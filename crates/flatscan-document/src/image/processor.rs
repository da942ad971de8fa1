// SPDX-License-Identifier: PMPL-1.0-or-later
// Copyright (c) 2026 Jonathan D.A. Jewell (hyperpolymath) <jonathan.jewell@open.ac.uk>
//
// Image processor — decoding, alpha flattening, aspect-preserving resize and
// encoding. Operates on in-memory images using the `image` crate.

use flatscan_core::error::ScanError;
use image::imageops::FilterType;
use image::{DynamicImage, ImageFormat};
use tracing::{debug, info, instrument};

/// Thin wrapper around a single in-memory image.
///
/// All operations are non-destructive: each method consumes `self` and returns a
/// new `ImageProcessor` wrapping the transformed image, enabling method chaining.
///
/// ```ignore
/// let working = ImageProcessor::open("page.jpg")?
///     .flatten_alpha()
///     .resize_to_height(500)
///     .into_dynamic();
/// ```
pub struct ImageProcessor {
    /// The current working image.
    image: DynamicImage,
}

impl ImageProcessor {
    // -- Construction ---------------------------------------------------------

    /// Load an image from a file path.
    #[instrument(skip_all, fields(path = %path.as_ref().display()))]
    pub fn open(path: impl AsRef<std::path::Path>) -> Result<Self, ScanError> {
        let img = image::open(path.as_ref()).map_err(|err| {
            ScanError::ImageError(format!(
                "failed to open {}: {}",
                path.as_ref().display(),
                err
            ))
        })?;
        info!(width = img.width(), height = img.height(), "Image loaded");
        Ok(Self { image: img })
    }

    /// Create a processor from raw encoded bytes (JPEG, PNG, etc.).
    #[instrument(skip(data), fields(data_len = data.len()))]
    pub fn from_bytes(data: &[u8]) -> Result<Self, ScanError> {
        let img = image::load_from_memory(data)
            .map_err(|err| ScanError::ImageError(format!("failed to decode image: {}", err)))?;
        debug!(
            width = img.width(),
            height = img.height(),
            "Image decoded from bytes"
        );
        Ok(Self { image: img })
    }

    /// Wrap an already-decoded `DynamicImage`.
    pub fn from_dynamic(image: DynamicImage) -> Self {
        Self { image }
    }

    // -- Accessors ------------------------------------------------------------

    pub fn width(&self) -> u32 {
        self.image.width()
    }

    pub fn height(&self) -> u32 {
        self.image.height()
    }

    /// Consume the processor and return the underlying `DynamicImage`.
    pub fn into_dynamic(self) -> DynamicImage {
        self.image
    }

    // -- Transformations (consume self, return new Self) -----------------------

    /// Drop an alpha channel, if any, so camera captures and PNG screenshots
    /// enter the scanner as plain RGB (or luma).
    pub fn flatten_alpha(self) -> Self {
        let color = self.image.color();
        let image = if !color.has_alpha() {
            self.image
        } else if color.has_color() {
            DynamicImage::ImageRgb8(self.image.to_rgb8())
        } else {
            DynamicImage::ImageLuma8(self.image.to_luma8())
        };
        Self { image }
    }

    /// Resize so the height equals `height`, preserving aspect ratio.
    pub fn resize_to_height(self, height: u32) -> Self {
        self.resize_aspect(None, Some(height))
    }

    /// Resize so the width equals `width`, preserving aspect ratio.
    pub fn resize_to_width(self, width: u32) -> Self {
        self.resize_aspect(Some(width), None)
    }

    /// Aspect-preserving resize driven by one target side.
    ///
    /// When both are given the width wins; when neither is given the image is
    /// returned unchanged. The derived side is truncated and kept >= 1.
    #[instrument(skip(self), fields(from_w = self.image.width(), from_h = self.image.height()))]
    pub fn resize_aspect(self, width: Option<u32>, height: Option<u32>) -> Self {
        let (w, h) = (self.image.width(), self.image.height());
        if w == 0 || h == 0 {
            return self;
        }

        let (new_w, new_h) = match (width, height) {
            (Some(target_w), _) => {
                let r = target_w as f64 / w as f64;
                (target_w, ((h as f64 * r) as u32).max(1))
            }
            (None, Some(target_h)) => {
                let r = target_h as f64 / h as f64;
                (((w as f64 * r) as u32).max(1), target_h)
            }
            (None, None) => return self,
        };

        if (new_w, new_h) == (w, h) {
            return self;
        }

        // Triangle is a cheap area-style filter that behaves well when shrinking.
        let resized = self.image.resize_exact(new_w, new_h, FilterType::Triangle);
        debug!(new_w, new_h, "Resize complete");
        Self { image: resized }
    }

    // -- Output ---------------------------------------------------------------

    /// Encode the current image as PNG bytes.
    pub fn to_png_bytes(&self) -> Result<Vec<u8>, ScanError> {
        encode_to_format(&self.image, ImageFormat::Png)
    }

    /// Write the image to a file. The format is inferred from the file extension.
    pub fn save(&self, path: impl AsRef<std::path::Path>) -> Result<(), ScanError> {
        self.image.save(path.as_ref()).map_err(|err| {
            ScanError::ImageError(format!(
                "failed to save image to {}: {}",
                path.as_ref().display(),
                err
            ))
        })
    }
}

/// Encode a `DynamicImage` into the specified format, returning the raw bytes.
pub(crate) fn encode_to_format(
    image: &DynamicImage,
    format: ImageFormat,
) -> Result<Vec<u8>, ScanError> {
    let mut buffer = Vec::new();
    let mut cursor = std::io::Cursor::new(&mut buffer);
    image
        .write_to(&mut cursor, format)
        .map_err(|err| ScanError::ImageError(format!("image encoding failed: {}", err)))?;
    Ok(buffer)
}

#[cfg(test)]
mod tests {
    use super::*;
    use image::{Rgba, RgbaImage};

    #[test]
    fn resize_to_height_keeps_aspect() {
        let img = DynamicImage::new_rgb8(1000, 2000);
        let out = ImageProcessor::from_dynamic(img).resize_to_height(500);
        assert_eq!((out.width(), out.height()), (250, 500));
    }

    #[test]
    fn resize_to_width_truncates_derived_side() {
        let img = DynamicImage::new_rgb8(300, 200);
        let out = ImageProcessor::from_dynamic(img).resize_to_width(100);
        assert_eq!((out.width(), out.height()), (100, 66));
    }

    #[test]
    fn resize_without_target_is_identity() {
        let img = DynamicImage::new_luma8(30, 20);
        let out = ImageProcessor::from_dynamic(img.clone()).resize_aspect(None, None);
        assert_eq!(out.into_dynamic().as_bytes(), img.as_bytes());
    }

    #[test]
    fn flatten_alpha_drops_channel() {
        let img = DynamicImage::ImageRgba8(RgbaImage::from_pixel(4, 4, Rgba([10, 20, 30, 128])));
        let out = ImageProcessor::from_dynamic(img).flatten_alpha().into_dynamic();
        assert!(!out.color().has_alpha());
        assert_eq!(out.to_rgb8().get_pixel(0, 0).0, [10, 20, 30]);
    }

    #[test]
    fn png_round_trip_decodes() {
        let img = DynamicImage::new_rgb8(8, 6);
        let bytes = ImageProcessor::from_dynamic(img).to_png_bytes().unwrap();
        let back = ImageProcessor::from_bytes(&bytes).unwrap();
        assert_eq!((back.width(), back.height()), (8, 6));
    }
}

**Exercise:** Take the material above and return all of it exactly.

**Completed exercise:**
filename crates/flatscan-document/src/image/processor.rs
repository da942ad971de8fa1
// SPDX-License-Identifier: PMPL-1.0-or-later
// Copyright (c) 2026 Jonathan D.A. Jewell (hyperpolymath) <jonathan.jewell@open.ac.uk>
//
// Image processor — decoding, alpha flattening, aspect-preserving resize and
// encoding. Operates on in-memory images using the `image` crate.

use flatscan_core::error::ScanError;
use image::imageops::FilterType;
use image::{DynamicImage, ImageFormat};
use tracing::{debug, info, instrument};

/// Thin wrapper around a single in-memory image.
///
/// All operations are non-destructive: each method consumes `self` and returns a
/// new `ImageProcessor` wrapping the transformed image, enabling method chaining.
///
/// ```ignore
/// let working = ImageProcessor::open("page.jpg")?
///     .flatten_alpha()
///     .resize_to_height(500)
///     .into_dynamic();
/// ```
pub struct ImageProcessor {
    /// The current working image.
    image: DynamicImage,
}

impl ImageProcessor {
    // -- Construction ---------------------------------------------------------

    /// Load an image from a file path.
    #[instrument(skip_all, fields(path = %path.as_ref().display()))]
    pub fn open(path: impl AsRef<std::path::Path>) -> Result<Self, ScanError> {
        let img = image::open(path.as_ref()).map_err(|err| {
            ScanError::ImageError(format!(
                "failed to open {}: {}",
                path.as_ref().display(),
                err
            ))
        })?;
        info!(width = img.width(), height = img.height(), "Image loaded");
        Ok(Self { image: img })
    }

    /// Create a processor from raw encoded bytes (JPEG, PNG, etc.).
    #[instrument(skip(data), fields(data_len = data.len()))]
    pub fn from_bytes(data: &[u8]) -> Result<Self, ScanError> {
        let img = image::load_from_memory(data)
            .map_err(|err| ScanError::ImageError(format!("failed to decode image: {}", err)))?;
        debug!(
            width = img.width(),
            height = img.height(),
            "Image decoded from bytes"
        );
        Ok(Self { image: img })
    }

    /// Wrap an already-decoded `DynamicImage`.
    pub fn from_dynamic(image: DynamicImage) -> Self {
        Self { image }
    }

    // -- Accessors ------------------------------------------------------------

    pub fn width(&self) -> u32 {
        self.image.width()
    }

    pub fn height(&self) -> u32 {
        self.image.height()
    }

    /// Consume the processor and return the underlying `DynamicImage`.
    pub fn into_dynamic(self) -> DynamicImage {
        self.image
    }

    // -- Transformations (consume self, return new Self) -----------------------

    /// Drop an alpha channel, if any, so camera captures and PNG screenshots
    /// enter the scanner as plain RGB (or luma).
    pub fn flatten_alpha(self) -> Self {
        let color = self.image.color();
        let image = if !color.has_alpha() {
            self.image
        } else if color.has_color() {
            DynamicImage::ImageRgb8(self.image.to_rgb8())
        } else {
            DynamicImage::ImageLuma8(self.image.to_luma8())
        };
        Self { image }
    }

    /// Resize so the height equals `height`, preserving aspect ratio.
    pub fn resize_to_height(self, height: u32) -> Self {
        self.resize_aspect(None, Some(height))
    }

    /// Resize so the width equals `width`, preserving aspect ratio.
    pub fn resize_to_width(self, width: u32) -> Self {
        self.resize_aspect(Some(width), None)
    }

    /// Aspect-preserving resize driven by one target side.
    ///
    /// When both are given the width wins; when neither is given the image is
    /// returned unchanged. The derived side is truncated and kept >= 1.
    #[instrument(skip(self), fields(from_w = self.image.width(), from_h = self.image.height()))]
    pub fn resize_aspect(self, width: Option<u32>, height: Option<u32>) -> Self {
        let (w, h) = (self.image.width(), self.image.height());
        if w == 0 || h == 0 {
            return self;
        }

        let (new_w, new_h) = match (width, height) {
            (Some(target_w), _) => {
                let r = target_w as f64 / w as f64;
                (target_w, ((h as f64 * r) as u32).max(1))
            }
            (None, Some(target_h)) => {
                let r = target_h as f64 / h as f64;
                (((w as f64 * r) as u32).max(1), target_h)
            }
            (None, None) => return self,
        };

        if (new_w, new_h) == (w, h) {
            return self;
        }

        // Triangle is a cheap area-style filter that behaves well when shrinking.
        let resized = self.image.resize_exact(new_w, new_h, FilterType::Triangle);
        debug!(new_w, new_h, "Resize complete");
        Self { image: resized }
    }

    // -- Output ---------------------------------------------------------------

    /// Encode the current image as PNG bytes.
    pub fn to_png_bytes(&self) -> Result<Vec<u8>, ScanError> {
        encode_to_format(&self.image, ImageFormat::Png)
    }

    /// Write the image to a file. The format is inferred from the file extension.
    pub fn save(&self, path: impl AsRef<std::path::Path>) -> Result<(), ScanError> {
        self.image.save(path.as_ref()).map_err(|err| {
            ScanError::ImageError(format!(
                "failed to save image to {}: {}",
                path.as_ref().display(),
                err
            ))
        })
    }
}

/// Encode a `DynamicImage` into the specified format, returning the raw bytes.
pub(crate) fn encode_to_format(
    image: &DynamicImage,
    format: ImageFormat,
) -> Result<Vec<u8>, ScanError> {
    let mut buffer = Vec::new();
    let mut cursor = std::io::Cursor::new(&mut buffer);
    image
        .write_to(&mut cursor, format)
        .map_err(|err| ScanError::ImageError(format!("image encoding failed: {}", err)))?;
    Ok(buffer)
}

#[cfg(test)]
mod tests {
    use super::*;
    use image::{Rgba, RgbaImage};

    #[test]
    fn resize_to_height_keeps_aspect() {
        let img = DynamicImage::new_rgb8(1000, 2000);
        let out = ImageProcessor::from_dynamic(img).resize_to_height(500);
        assert_eq!((out.width(), out.height()), (250, 500));
    }

    #[test]
    fn resize_to_width_truncates_derived_side() {
        let img = DynamicImage::new_rgb8(300, 200);
        let out = ImageProcessor::from_dynamic(img).resize_to_width(100);
        assert_eq!((out.width(), out.height()), (100, 66));
    }

    #[test]
    fn resize_without_target_is_identity() {
        let img = DynamicImage::new_luma8(30, 20);
        let out = ImageProcessor::from_dynamic(img.clone()).resize_aspect(None, None);
        assert_eq!(out.into_dynamic().as_bytes(), img.as_bytes());
    }

    #[test]
    fn flatten_alpha_drops_channel() {
        let img = DynamicImage::ImageRgba8(RgbaImage::from_pixel(4, 4, Rgba([10, 20, 30, 128])));
        let out = ImageProcessor::from_dynamic(img).flatten_alpha().into_dynamic();
        assert!(!out.color().has_alpha());
        assert_eq!(out.to_rgb8().get_pixel(0, 0).0, [10, 20, 30]);
    }

    #[test]
    fn png_round_trip_decodes() {
        let img = DynamicImage::new_rgb8(8, 6);
        let bytes = ImageProcessor::from_dynamic(img).to_png_bytes().unwrap();
        let back = ImageProcessor::from_bytes(&bytes).unwrap();
        assert_eq!((back.width(), back.height()), (8, 6));
    }
}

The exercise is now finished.